What is needed ->
Among the entries below, find each line with "RequestsCmd" and show it.

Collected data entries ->
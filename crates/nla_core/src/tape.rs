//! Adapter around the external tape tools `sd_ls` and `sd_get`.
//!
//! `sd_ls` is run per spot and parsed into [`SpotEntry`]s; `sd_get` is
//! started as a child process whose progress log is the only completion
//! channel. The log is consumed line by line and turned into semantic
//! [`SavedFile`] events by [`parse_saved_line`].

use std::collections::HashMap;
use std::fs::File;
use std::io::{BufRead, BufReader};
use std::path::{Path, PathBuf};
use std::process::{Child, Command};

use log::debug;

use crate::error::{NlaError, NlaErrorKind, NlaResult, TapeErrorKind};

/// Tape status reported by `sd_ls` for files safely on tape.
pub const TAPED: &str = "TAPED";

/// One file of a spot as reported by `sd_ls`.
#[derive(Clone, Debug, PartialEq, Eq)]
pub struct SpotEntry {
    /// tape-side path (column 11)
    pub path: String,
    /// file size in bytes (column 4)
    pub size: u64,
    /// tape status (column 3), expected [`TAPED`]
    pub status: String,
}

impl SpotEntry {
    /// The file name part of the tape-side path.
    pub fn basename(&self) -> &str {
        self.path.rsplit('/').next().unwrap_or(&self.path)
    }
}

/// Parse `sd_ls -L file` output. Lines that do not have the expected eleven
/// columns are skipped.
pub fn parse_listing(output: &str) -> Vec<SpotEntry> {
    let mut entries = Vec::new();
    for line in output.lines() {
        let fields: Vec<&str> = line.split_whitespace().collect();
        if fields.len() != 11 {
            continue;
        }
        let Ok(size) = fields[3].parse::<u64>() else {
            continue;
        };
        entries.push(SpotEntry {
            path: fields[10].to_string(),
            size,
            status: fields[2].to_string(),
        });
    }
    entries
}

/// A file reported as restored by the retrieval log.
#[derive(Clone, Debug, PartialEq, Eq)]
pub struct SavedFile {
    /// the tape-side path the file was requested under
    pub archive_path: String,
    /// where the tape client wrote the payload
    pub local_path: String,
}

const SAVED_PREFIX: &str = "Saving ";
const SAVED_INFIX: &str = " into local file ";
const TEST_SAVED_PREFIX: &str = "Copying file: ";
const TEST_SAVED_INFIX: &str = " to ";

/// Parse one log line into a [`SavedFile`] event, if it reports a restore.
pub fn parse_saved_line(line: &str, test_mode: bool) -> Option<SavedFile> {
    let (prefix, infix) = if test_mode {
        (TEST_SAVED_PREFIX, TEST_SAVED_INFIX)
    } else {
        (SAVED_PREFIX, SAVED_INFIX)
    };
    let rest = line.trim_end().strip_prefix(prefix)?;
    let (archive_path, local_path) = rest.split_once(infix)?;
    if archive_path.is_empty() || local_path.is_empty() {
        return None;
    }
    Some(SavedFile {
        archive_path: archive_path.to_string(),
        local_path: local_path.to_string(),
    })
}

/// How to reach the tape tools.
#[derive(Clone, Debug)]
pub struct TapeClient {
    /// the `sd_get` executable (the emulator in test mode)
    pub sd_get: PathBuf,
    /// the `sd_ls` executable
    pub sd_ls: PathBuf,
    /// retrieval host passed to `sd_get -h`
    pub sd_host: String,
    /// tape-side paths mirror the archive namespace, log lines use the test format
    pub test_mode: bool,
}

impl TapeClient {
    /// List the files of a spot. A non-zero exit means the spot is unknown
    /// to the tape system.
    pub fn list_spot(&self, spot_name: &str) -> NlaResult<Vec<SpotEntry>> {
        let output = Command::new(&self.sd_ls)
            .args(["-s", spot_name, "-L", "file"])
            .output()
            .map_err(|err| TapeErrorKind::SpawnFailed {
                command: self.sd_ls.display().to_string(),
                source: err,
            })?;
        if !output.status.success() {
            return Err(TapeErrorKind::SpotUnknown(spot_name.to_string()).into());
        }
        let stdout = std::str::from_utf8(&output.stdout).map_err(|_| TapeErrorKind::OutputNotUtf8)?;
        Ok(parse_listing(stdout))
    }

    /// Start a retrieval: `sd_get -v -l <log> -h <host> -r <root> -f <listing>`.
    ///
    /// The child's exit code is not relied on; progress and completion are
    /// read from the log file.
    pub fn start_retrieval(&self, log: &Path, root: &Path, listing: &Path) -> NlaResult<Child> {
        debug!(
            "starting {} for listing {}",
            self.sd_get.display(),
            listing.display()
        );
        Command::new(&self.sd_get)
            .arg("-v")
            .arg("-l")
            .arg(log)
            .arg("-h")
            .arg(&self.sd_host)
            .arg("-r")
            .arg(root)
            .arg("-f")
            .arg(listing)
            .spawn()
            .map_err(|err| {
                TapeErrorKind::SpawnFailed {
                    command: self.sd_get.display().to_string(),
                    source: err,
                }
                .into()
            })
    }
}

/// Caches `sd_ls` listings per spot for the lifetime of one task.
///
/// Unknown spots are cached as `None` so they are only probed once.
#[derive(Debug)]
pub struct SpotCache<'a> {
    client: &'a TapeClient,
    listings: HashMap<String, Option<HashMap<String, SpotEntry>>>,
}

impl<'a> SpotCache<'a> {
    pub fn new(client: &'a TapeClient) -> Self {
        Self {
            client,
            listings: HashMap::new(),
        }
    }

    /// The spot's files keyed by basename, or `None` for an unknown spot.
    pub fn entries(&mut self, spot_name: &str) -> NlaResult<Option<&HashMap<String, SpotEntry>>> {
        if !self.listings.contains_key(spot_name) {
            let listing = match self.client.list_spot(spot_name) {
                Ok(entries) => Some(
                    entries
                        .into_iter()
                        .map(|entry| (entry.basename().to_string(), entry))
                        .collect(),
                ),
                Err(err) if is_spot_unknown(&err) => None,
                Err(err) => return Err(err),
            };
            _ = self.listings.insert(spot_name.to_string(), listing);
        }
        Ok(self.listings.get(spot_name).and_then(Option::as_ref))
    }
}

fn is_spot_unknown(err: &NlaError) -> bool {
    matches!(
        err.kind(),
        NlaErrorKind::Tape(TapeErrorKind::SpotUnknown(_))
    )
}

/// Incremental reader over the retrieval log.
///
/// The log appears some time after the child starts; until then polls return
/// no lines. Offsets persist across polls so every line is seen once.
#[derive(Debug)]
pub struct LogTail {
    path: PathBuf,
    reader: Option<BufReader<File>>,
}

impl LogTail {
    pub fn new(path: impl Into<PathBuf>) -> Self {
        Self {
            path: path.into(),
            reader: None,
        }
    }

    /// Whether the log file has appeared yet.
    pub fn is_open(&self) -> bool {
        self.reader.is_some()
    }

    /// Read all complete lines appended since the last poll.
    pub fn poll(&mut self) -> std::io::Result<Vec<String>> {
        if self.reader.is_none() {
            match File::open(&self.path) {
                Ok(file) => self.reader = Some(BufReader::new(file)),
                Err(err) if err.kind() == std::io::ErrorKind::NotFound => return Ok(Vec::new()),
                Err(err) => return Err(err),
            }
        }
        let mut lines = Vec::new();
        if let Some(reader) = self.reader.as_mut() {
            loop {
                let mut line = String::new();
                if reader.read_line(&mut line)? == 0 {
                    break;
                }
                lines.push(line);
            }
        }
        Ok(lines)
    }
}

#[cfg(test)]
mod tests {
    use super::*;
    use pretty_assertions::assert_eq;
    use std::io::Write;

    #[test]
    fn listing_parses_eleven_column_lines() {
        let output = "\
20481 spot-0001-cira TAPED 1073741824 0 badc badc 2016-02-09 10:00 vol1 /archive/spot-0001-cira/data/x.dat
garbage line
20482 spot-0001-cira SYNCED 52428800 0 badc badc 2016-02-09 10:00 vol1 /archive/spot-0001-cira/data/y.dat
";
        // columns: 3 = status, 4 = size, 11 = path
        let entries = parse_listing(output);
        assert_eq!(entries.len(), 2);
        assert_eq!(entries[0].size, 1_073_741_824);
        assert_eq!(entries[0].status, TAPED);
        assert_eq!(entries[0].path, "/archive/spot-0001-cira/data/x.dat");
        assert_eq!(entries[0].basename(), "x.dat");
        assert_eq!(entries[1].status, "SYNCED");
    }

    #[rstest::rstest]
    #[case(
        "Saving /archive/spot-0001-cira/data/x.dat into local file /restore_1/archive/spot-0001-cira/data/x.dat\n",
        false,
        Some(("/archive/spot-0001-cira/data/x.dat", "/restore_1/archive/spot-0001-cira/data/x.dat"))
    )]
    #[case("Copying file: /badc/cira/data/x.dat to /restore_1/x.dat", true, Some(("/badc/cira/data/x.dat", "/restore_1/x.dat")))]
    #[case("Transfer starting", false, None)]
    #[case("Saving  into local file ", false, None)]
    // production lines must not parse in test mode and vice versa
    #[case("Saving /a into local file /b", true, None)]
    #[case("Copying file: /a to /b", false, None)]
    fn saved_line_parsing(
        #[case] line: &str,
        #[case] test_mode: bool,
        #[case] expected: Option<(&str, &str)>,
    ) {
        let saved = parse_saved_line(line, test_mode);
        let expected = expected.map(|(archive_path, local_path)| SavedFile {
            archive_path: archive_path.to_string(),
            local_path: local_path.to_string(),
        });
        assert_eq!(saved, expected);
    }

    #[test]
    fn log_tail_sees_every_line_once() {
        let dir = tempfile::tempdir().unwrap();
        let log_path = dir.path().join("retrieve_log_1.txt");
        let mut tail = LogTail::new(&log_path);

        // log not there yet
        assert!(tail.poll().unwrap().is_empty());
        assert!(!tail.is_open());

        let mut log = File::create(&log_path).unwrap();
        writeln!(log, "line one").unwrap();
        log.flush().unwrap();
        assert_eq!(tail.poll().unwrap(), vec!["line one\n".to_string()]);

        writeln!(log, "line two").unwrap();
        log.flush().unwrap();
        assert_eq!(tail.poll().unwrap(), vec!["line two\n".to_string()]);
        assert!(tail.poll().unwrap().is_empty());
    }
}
--
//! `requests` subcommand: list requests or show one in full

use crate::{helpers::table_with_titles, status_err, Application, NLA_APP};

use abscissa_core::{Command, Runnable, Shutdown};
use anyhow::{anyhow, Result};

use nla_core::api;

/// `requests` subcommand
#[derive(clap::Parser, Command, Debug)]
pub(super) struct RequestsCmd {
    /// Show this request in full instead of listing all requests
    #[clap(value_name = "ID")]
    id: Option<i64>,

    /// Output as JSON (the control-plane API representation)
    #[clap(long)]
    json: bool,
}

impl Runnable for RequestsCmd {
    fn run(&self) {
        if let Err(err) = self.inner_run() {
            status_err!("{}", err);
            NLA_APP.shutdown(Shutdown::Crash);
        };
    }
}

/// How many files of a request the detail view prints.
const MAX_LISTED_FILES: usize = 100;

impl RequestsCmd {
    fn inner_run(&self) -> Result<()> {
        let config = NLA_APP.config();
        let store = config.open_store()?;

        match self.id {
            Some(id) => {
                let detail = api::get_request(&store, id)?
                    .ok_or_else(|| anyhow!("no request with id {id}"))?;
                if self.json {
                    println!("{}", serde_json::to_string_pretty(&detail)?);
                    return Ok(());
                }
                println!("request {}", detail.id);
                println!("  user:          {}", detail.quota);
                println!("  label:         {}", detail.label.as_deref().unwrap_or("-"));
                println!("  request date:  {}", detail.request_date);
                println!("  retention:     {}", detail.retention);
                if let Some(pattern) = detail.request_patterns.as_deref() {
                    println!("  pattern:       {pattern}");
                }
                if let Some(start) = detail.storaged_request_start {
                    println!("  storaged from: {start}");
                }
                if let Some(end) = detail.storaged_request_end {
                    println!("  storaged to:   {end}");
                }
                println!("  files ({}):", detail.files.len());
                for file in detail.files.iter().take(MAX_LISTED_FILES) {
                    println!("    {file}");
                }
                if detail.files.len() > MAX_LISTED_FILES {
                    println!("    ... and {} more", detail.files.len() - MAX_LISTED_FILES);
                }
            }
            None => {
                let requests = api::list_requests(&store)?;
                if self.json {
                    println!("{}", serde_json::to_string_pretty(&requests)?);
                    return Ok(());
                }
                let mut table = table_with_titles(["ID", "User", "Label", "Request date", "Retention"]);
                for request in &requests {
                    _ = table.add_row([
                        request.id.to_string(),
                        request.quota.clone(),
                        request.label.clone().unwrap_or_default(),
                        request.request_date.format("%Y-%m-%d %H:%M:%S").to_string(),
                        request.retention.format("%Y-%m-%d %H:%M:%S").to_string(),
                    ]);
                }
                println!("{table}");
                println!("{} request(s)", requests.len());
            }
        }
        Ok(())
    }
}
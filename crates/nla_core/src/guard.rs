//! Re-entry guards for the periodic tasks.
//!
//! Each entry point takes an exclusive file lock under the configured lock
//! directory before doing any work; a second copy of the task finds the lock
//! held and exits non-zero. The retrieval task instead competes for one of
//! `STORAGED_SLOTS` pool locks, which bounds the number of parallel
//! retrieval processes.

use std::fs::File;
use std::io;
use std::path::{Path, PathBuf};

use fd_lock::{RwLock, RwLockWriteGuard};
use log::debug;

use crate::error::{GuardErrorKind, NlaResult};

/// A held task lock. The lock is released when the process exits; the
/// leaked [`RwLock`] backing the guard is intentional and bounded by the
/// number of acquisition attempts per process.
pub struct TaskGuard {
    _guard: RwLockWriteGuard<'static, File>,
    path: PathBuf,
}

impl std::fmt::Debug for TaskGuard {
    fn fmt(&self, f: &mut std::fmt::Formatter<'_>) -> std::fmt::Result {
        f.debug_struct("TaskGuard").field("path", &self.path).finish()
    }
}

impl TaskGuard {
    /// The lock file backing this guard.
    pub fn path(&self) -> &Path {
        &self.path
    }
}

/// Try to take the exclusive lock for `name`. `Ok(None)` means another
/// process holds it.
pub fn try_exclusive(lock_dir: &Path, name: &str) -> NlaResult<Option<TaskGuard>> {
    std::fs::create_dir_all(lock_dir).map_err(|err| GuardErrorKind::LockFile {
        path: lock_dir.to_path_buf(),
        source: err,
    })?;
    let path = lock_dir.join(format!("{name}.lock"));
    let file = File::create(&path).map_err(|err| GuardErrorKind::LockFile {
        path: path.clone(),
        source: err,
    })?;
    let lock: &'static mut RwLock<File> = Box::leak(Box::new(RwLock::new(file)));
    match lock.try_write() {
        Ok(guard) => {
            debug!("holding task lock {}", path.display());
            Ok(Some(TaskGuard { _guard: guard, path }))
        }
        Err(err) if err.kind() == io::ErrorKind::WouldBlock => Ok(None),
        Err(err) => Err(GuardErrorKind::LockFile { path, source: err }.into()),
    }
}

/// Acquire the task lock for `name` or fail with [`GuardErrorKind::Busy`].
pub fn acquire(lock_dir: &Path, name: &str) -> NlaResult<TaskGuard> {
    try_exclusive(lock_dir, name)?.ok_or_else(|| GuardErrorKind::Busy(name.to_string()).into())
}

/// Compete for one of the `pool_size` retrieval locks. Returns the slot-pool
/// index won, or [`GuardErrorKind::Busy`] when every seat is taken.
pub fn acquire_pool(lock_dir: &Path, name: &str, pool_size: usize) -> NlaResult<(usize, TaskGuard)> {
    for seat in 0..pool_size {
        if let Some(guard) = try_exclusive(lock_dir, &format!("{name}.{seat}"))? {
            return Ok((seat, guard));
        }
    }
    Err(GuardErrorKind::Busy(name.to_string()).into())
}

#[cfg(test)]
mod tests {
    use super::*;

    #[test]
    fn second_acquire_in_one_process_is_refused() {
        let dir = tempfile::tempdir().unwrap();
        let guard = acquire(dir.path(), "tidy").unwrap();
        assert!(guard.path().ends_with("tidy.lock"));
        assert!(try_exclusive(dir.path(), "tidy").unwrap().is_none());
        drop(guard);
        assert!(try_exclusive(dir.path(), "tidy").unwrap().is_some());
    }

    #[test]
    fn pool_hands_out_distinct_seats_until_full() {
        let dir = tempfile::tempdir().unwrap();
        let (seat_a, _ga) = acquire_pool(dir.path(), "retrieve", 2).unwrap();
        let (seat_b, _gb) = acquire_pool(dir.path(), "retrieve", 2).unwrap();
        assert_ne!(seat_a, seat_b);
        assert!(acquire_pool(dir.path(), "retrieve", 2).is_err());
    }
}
* * *
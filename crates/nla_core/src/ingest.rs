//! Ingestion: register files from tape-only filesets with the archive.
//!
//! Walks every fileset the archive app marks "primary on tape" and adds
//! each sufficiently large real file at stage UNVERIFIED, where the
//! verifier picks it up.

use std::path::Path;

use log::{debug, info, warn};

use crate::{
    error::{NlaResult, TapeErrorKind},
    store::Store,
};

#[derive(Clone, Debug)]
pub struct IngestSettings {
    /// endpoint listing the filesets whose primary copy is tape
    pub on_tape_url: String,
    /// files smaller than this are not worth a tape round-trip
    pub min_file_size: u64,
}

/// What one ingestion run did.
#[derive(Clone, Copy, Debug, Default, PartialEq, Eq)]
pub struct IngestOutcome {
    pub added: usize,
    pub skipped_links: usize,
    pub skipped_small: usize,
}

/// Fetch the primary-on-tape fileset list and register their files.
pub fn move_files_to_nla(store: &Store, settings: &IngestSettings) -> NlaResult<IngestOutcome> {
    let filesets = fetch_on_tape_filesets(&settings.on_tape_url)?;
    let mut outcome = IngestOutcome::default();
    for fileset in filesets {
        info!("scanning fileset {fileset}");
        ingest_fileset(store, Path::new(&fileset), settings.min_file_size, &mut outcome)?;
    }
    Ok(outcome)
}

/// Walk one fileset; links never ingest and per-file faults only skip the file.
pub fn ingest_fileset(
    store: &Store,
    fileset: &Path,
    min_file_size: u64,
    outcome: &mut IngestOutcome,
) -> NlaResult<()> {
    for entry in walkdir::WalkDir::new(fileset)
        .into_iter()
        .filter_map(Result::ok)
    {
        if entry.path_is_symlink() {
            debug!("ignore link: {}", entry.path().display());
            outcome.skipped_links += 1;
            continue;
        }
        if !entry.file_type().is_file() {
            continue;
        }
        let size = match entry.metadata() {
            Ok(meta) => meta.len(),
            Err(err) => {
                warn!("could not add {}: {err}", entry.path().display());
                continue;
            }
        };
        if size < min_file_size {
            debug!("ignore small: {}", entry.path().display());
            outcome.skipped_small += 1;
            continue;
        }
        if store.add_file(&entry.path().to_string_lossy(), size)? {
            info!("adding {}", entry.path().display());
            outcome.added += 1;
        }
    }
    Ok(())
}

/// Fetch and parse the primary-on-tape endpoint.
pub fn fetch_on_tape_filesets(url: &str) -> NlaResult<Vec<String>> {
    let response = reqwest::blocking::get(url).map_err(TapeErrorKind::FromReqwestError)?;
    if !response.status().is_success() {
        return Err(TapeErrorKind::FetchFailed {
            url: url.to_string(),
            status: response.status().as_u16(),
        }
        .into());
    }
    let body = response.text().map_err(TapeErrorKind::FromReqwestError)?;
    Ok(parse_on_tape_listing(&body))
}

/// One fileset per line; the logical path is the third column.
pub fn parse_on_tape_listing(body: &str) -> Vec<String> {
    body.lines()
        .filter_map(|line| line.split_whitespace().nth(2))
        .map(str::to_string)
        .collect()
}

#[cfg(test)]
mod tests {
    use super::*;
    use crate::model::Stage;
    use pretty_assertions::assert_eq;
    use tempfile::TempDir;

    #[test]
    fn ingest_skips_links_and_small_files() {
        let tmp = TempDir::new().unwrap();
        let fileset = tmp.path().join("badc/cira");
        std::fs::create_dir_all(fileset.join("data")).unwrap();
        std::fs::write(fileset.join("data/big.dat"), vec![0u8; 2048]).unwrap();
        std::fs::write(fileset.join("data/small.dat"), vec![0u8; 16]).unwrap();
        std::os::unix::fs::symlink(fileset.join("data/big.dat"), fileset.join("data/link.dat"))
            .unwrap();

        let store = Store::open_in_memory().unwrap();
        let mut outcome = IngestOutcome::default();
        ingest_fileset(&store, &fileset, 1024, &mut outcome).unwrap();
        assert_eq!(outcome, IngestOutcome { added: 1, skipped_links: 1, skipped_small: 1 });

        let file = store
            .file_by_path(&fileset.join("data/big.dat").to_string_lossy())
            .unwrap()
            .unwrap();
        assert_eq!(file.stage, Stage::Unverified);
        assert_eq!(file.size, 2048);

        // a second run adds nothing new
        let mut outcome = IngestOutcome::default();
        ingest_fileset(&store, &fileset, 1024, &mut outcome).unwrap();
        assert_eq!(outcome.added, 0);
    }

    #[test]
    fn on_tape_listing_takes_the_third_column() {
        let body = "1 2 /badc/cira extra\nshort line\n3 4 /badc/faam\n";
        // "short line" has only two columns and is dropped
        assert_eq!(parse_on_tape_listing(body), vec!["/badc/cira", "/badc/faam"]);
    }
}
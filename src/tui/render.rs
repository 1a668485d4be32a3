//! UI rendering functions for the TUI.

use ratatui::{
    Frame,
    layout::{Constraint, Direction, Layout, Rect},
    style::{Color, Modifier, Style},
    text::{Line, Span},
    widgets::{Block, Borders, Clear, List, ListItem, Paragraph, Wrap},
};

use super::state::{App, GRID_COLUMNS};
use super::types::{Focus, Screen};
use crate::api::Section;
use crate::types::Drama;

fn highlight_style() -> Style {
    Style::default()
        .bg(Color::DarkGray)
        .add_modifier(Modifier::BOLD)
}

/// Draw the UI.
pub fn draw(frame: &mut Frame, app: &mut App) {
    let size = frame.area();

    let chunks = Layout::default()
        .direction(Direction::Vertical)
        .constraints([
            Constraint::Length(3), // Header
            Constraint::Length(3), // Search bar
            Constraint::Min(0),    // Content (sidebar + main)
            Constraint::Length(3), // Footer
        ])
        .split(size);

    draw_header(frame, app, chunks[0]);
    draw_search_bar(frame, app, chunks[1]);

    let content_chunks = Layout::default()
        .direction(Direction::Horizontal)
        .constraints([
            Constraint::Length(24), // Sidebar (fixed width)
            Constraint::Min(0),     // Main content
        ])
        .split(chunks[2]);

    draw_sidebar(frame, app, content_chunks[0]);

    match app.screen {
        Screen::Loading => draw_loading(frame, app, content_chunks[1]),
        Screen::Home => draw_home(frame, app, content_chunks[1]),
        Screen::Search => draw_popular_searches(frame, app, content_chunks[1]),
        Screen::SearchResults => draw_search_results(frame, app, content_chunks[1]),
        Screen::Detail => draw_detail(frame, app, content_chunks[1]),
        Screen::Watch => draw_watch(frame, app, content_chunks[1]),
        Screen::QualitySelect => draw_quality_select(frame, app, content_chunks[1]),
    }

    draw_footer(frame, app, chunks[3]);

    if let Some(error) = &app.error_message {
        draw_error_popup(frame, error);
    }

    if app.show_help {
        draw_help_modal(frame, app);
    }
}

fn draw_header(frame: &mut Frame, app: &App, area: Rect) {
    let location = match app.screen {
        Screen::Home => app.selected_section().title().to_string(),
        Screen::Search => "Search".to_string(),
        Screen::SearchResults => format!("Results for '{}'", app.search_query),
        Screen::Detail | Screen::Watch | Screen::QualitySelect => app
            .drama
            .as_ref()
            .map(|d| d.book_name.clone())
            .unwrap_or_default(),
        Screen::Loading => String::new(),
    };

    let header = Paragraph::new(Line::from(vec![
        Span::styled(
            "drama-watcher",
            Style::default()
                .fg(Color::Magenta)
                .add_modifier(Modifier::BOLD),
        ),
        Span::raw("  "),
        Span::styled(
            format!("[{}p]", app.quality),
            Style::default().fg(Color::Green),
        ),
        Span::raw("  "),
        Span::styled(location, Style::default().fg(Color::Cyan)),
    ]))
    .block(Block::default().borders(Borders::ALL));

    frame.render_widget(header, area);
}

Response to this exercise ->
pub(super) struct RequestsCmd {
impl Runnable for RequestsCmd {
impl RequestsCmd {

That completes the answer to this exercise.